Evitare che le lampade si rompano e distruggano le vostre wafer
In una macchina per la lavorazione delle wafer ad alta produttività, la rottura di una lampada non è semplicemente un problema fastidioso o una breve interruzione del lavoro: è davvero un incubo. Quando il rivestimento in quartzo si rompe, i frammenti di vetro e il tungsteno evaporato finiscono direttamente sulle wafer. Questo significa la distruzione immediata dell’intera produzione. Poi c’è da pulire l’intera camera di lavorazione… Nessuno vuole passare il fine settimana a fare questo lavoro.
Gestire il calore
Le nostre lampade a infrarossi sono progettate per resistere ai cicli di riscaldamento e raffreddamento estremi tipici delle macchine per semiconduttori. Di solito, le lampade si rompono a causa di un’espansione termica irregolare: in pratica, il vetro non riesce a sopportare i cambiamenti di temperatura. Per risolvere questo problema, utilizziamo quartzo sintetico ad alta purezza. È molto resistente e può sopportare i cicli di riscaldamento e raffreddamento senza rompersi. Ma non ci fermiamo qui: utilizziamo anche un rivestimento speciale per proteggere gli emitteri. In questo modo, anche se il filamento interno si rompe, i frammenti rimangono all’interno della lampada, evitando così danni alle wafer.
Il bilanciamento necessario
Le lampade ad alta potenza permettono di ottenere la densità di calore necessaria per elaborare le wafer in tempi brevi, ma c’è uno scambio: più potenza significa pressione interna maggiore nel gas alcalino. Se si sceglie una lampada con una potenza troppo elevata per il sistema di raffreddamento, il rivestimento si surriscalda e si ammorbidisce. La lampada finirà per rompersi. Bisogna quindi bilanciare la potenza con l’afflusso d’aria nella macchina. Se l’aria non circola abbastanza, la lampada si romperà prima del previsto. Semplice, no?

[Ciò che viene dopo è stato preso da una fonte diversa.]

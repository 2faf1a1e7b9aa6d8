//! Recurring weekly workshop schedule computation.
//!
//! # Responsibility
//! - Compute an event's local date span from a start offset and week count.
//! - Generate one workshop occurrence per week inside that span.
//! - Convert local midnights to UTC instants in an explicitly supplied zone.
//!
//! # Invariants
//! - Computation is pure: no storage access, no global timezone.
//! - The occurrence count must equal the requested week count, otherwise the
//!   plan is rejected with a fatal error instead of a panic.

pub mod plan;
pub mod timezone;

pub use plan::{
    finish_date_for, plan_event_schedule, weekly_occurrences, EventPlan, EventRequest,
    ScheduleError,
};
pub use timezone::{local_to_utc, today_in, utc_to_local, NonexistentLocalTime};
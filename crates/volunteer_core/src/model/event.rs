//! Event records.
//!
//! # Invariants
//! - `start_date` and `finish_date` are UTC instants of local midnights.
//! - Scheduler-created events satisfy `start_date < finish_date`.

use chrono::{DateTime, Utc};
use serde::{Deserialize, Serialize};

/// Persistence-assigned event identity.
pub type EventId = i64;

/// Insert shape for an event, before storage assigns an id.
#[derive(Debug, Clone, PartialEq, Eq, Serialize, Deserialize)]
pub struct NewEvent {
    pub name: String,
    pub start_date: DateTime<Utc>,
    pub finish_date: DateTime<Utc>,
    pub description: String,
    pub prerequisite: String,
    pub period: String,
}

/// A stored event spanning one or more weekly workshops.
#[derive(Debug, Clone, PartialEq, Eq, Serialize, Deserialize)]
pub struct Event {
    pub id: EventId,
    pub name: String,
    pub start_date: DateTime<Utc>,
    pub finish_date: DateTime<Utc>,
    pub description: String,
    pub prerequisite: String,
    pub period: String,
}

impl Event {
    /// Attaches a storage id to an insert shape.
    pub fn from_new(id: EventId, new_event: NewEvent) -> Self {
        let NewEvent {
            name,
            start_date,
            finish_date,
            description,
            prerequisite,
            period,
        } = new_event;
        Self {
            id,
            name,
            start_date,
            finish_date,
            description,
            prerequisite,
            period,
        }
    }

    /// Returns whether the stored span is non-empty.
    pub fn has_valid_span(&self) -> bool {
        self.start_date < self.finish_date
    }
}

#[cfg(test)]
mod tests {
    use super::{Event, NewEvent};
    use chrono::{TimeZone, Utc};

    fn sample() -> NewEvent {
        NewEvent {
            name: "Intro to Programming".to_string(),
            start_date: Utc.with_ymd_and_hms(2026, 3, 1, 13, 0, 0).unwrap(),
            finish_date: Utc.with_ymd_and_hms(2026, 4, 6, 14, 0, 0).unwrap(),
            description: "Python from scratch".to_string(),
            prerequisite: "None".to_string(),
            period: "2 hours?".to_string(),
        }
    }

    #[test]
    fn from_new_keeps_every_field() {
        let event = Event::from_new(7, sample());
        assert_eq!(event.id, 7);
        assert_eq!(event.name, "Intro to Programming");
        assert_eq!(event.period, "2 hours?");
        assert!(event.has_valid_span());
    }

    #[test]
    fn serializes_instants_as_rfc3339() {
        let event = Event::from_new(1, sample());
        let json = serde_json::to_value(&event).unwrap();
        assert_eq!(json["start_date"], "2026-03-01T13:00:00Z");
        assert_eq!(json["id"], 1);
    }
}
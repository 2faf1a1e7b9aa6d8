//! SQLite storage bootstrap and schema migration entry points.
//!
//! # Responsibility
//! - Open and configure SQLite connections for the volunteer core.
//! - Apply schema migrations in deterministic order.
//!
//! # Invariants
//! - Migration version is tracked via `PRAGMA user_version`.
//! - Core code must not read/write events or workshops before migrations succeed.

pub mod migrations;
mod open;

pub use open::{open_db, open_db_in_memory};

pub type DbResult<T> = Result<T, DbError>;

#[derive(Debug, thiserror::Error)]
pub enum DbError {
    #[error(transparent)]
    Sqlite(#[from] rusqlite::Error),
    #[error("database schema version {db_version} is newer than supported {latest_supported}")]
    UnsupportedSchemaVersion {
        db_version: u32,
        latest_supported: u32,
    },
}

Mantenere tutto in funzione
I dettagli contano. Utilizziamo connettori standardizzati: una connessione instabile può causare problemi gravi. Le connessioni deboli creano punti caldi, e è proprio lì che le lampade si rompono. Un buon consiglio? Controllate la tensione dei contatti ogni 500 ore. Ci vuole solo un minuto, ma vi farà risparmiare ore di lavoro di pulizia in seguito. Un ultimo consiglio: fate attenzione ai cavi di collegamento. Assicuratevi che i supporti non esercitino alcuna pressione meccanica sul quartzo. Un tubo sotto stress è destinato a rompersi. Se mantenete corretta l’allineamento e un raffreddamento costante, le lampade dureranno quanto dovrebbero. Le vostre wafer ve ne saranno grate.